— Этот ученик опасен. Безумие снова лететь с ним, — говорил я своему другу Бруксу Вильсону.

— Ничего подобного, — ответил Брукс, — он не опасен. Он просто с придурью.

— Потому-то он и опасен, — возразил я, — ты сам говоришь, что он с испуга сегодня так зажал ручку управления, что вы потеряли тысячу футов, прежде чем тебе удалось отнять у него ручку. В следующий раз у тебя может не оказаться этой тысячи футов.

— В следующий раз мне не понадобится тысяча футов, — спорил Брукс. — Сегодня я силой отнял у него управление, но если он еще раз так уцепится за ручку, я просто стукну его огнетушителем по голове и вышвырну вон.

— При достаточной высоте ты с ним справишься, — заметил я, — ну, а если он зажмет управление, когда самолет будет лететь низко, у тебя просто не хватит времени выбросить его.

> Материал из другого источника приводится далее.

//! Per-member shares of a group expense.
//!
//! Invariant: the shares of one group expense sum to its `amount_minor`
//! exactly; the write path attributes the division remainder to the first
//! participant.

use sea_orm::entity::prelude::*;

#[derive(Clone, Debug, PartialEq, DeriveEntityModel, Eq)]
#[sea_orm(table_name = "split_shares")]
pub struct Model {
    #[sea_orm(primary_key, auto_increment = false)]
    pub group_expense_id: i32,
    #[sea_orm(primary_key, auto_increment = false)]
    pub user_id: String,
    pub share_minor: i64,
}

#[derive(Copy, Clone, Debug, EnumIter, DeriveRelation)]
pub enum Relation {
    #[sea_orm(
        belongs_to = "super::group_expenses::Entity",
        from = "Column::GroupExpenseId",
        to = "super::group_expenses::Column::Id",
        on_update = "NoAction",
        on_delete = "Cascade"
    )]
    GroupExpenses,
    #[sea_orm(
        belongs_to = "super::users::Entity",
        from = "Column::UserId",
        to = "super::users::Column::Username",
        on_update = "NoAction",
        on_delete = "NoAction"
    )]
    Users,
}

impl Related<super::group_expenses::Entity> for Entity {
    fn to() -> RelationDef {
        Relation::GroupExpenses.def()
    }
}

impl Related<super::users::Entity> for Entity {
    fn to() -> RelationDef {
        Relation::Users.def()
    }
}

impl ActiveModelBehavior for ActiveModel {}
//! The module contains the errors the ledger engine can return.
//!
//! Every operation reports failure through one of these variants; the
//! boundary (shell or any other front-end) renders them as plain messages.
//! `Consistency` is reserved for multi-row invariant breaks (split shares
//! that do not reconcile, deletions that would orphan shared history) and
//! always implies that nothing was committed.

use sea_orm::DbErr;
use thiserror::Error;

/// Ledger engine errors.
#[derive(Error, Debug)]
pub enum LedgerError {
    #[error("invalid input: {0}")]
    Validation(String),
    #[error("\"{0}\" not found")]
    NotFound(String),
    #[error("permission denied: {0}")]
    Forbidden(String),
    #[error("\"{0}\" already exists")]
    Duplicate(String),
    #[error("consistency violation: {0}")]
    Consistency(String),
    #[error(transparent)]
    Database(#[from] DbErr),
}

impl PartialEq for LedgerError {
    fn eq(&self, other: &Self) -> bool {
        match (self, other) {
            (Self::Validation(a), Self::Validation(b)) => a == b,
            (Self::NotFound(a), Self::NotFound(b)) => a == b,
            (Self::Forbidden(a), Self::Forbidden(b)) => a == b,
            (Self::Duplicate(a), Self::Duplicate(b)) => a == b,
            (Self::Consistency(a), Self::Consistency(b)) => a == b,
            (Self::Database(a), Self::Database(b)) => a.to_string() == b.to_string(),
            _ => false,
        }
    }
}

Мы оба были еще совсем молодыми военными инструкторами, и Брукс стоял на своем с мальчишеской самоуверенностью. Он только проворчал в ответ:

— Не будь же всю жизнь девчонкой. Я справлюсь с этим малым.

На следующий день один из учеников, совершая самостоятельный полет, попал в штопор и зарылся носом в кукурузное поле за аэродромом. Брукс только что приземлился со своим придурковатым учеником и, вылезая из кабины, увидел разбившийся самолет. Он прыгнул обратно в кабину, снова включил мотор и взлетел. Придурковатый ученик все еще был на задаем сидении.

Брукс долетел до места катастрофы, сделал круг, спикировал, вышел из пике, сделал скольжение на крыло, повторил пике, снова взял ручку на себя, перевернулся через крыло и, снова спикировал. Брукс был великолепным летчиком. Он сигнализировал аварийной машине то место, где среди высокой кукурузы лежал разбившийся самолет. Он взял ручку на себя и начал делать новый поворот через крыло, но вдруг опрокинулся на спину и упал рядом с разбитым самолетом.

Когда Брукса вытащили из-под обломков, он был без сознания, но не переставал бормотать:

— Отпустите ручку! Отпустите ручку. Отпустите; пока мы не хлопнулись!..

Придурковатый ученик почти не ушибся. Брукс умер в ту же ночь.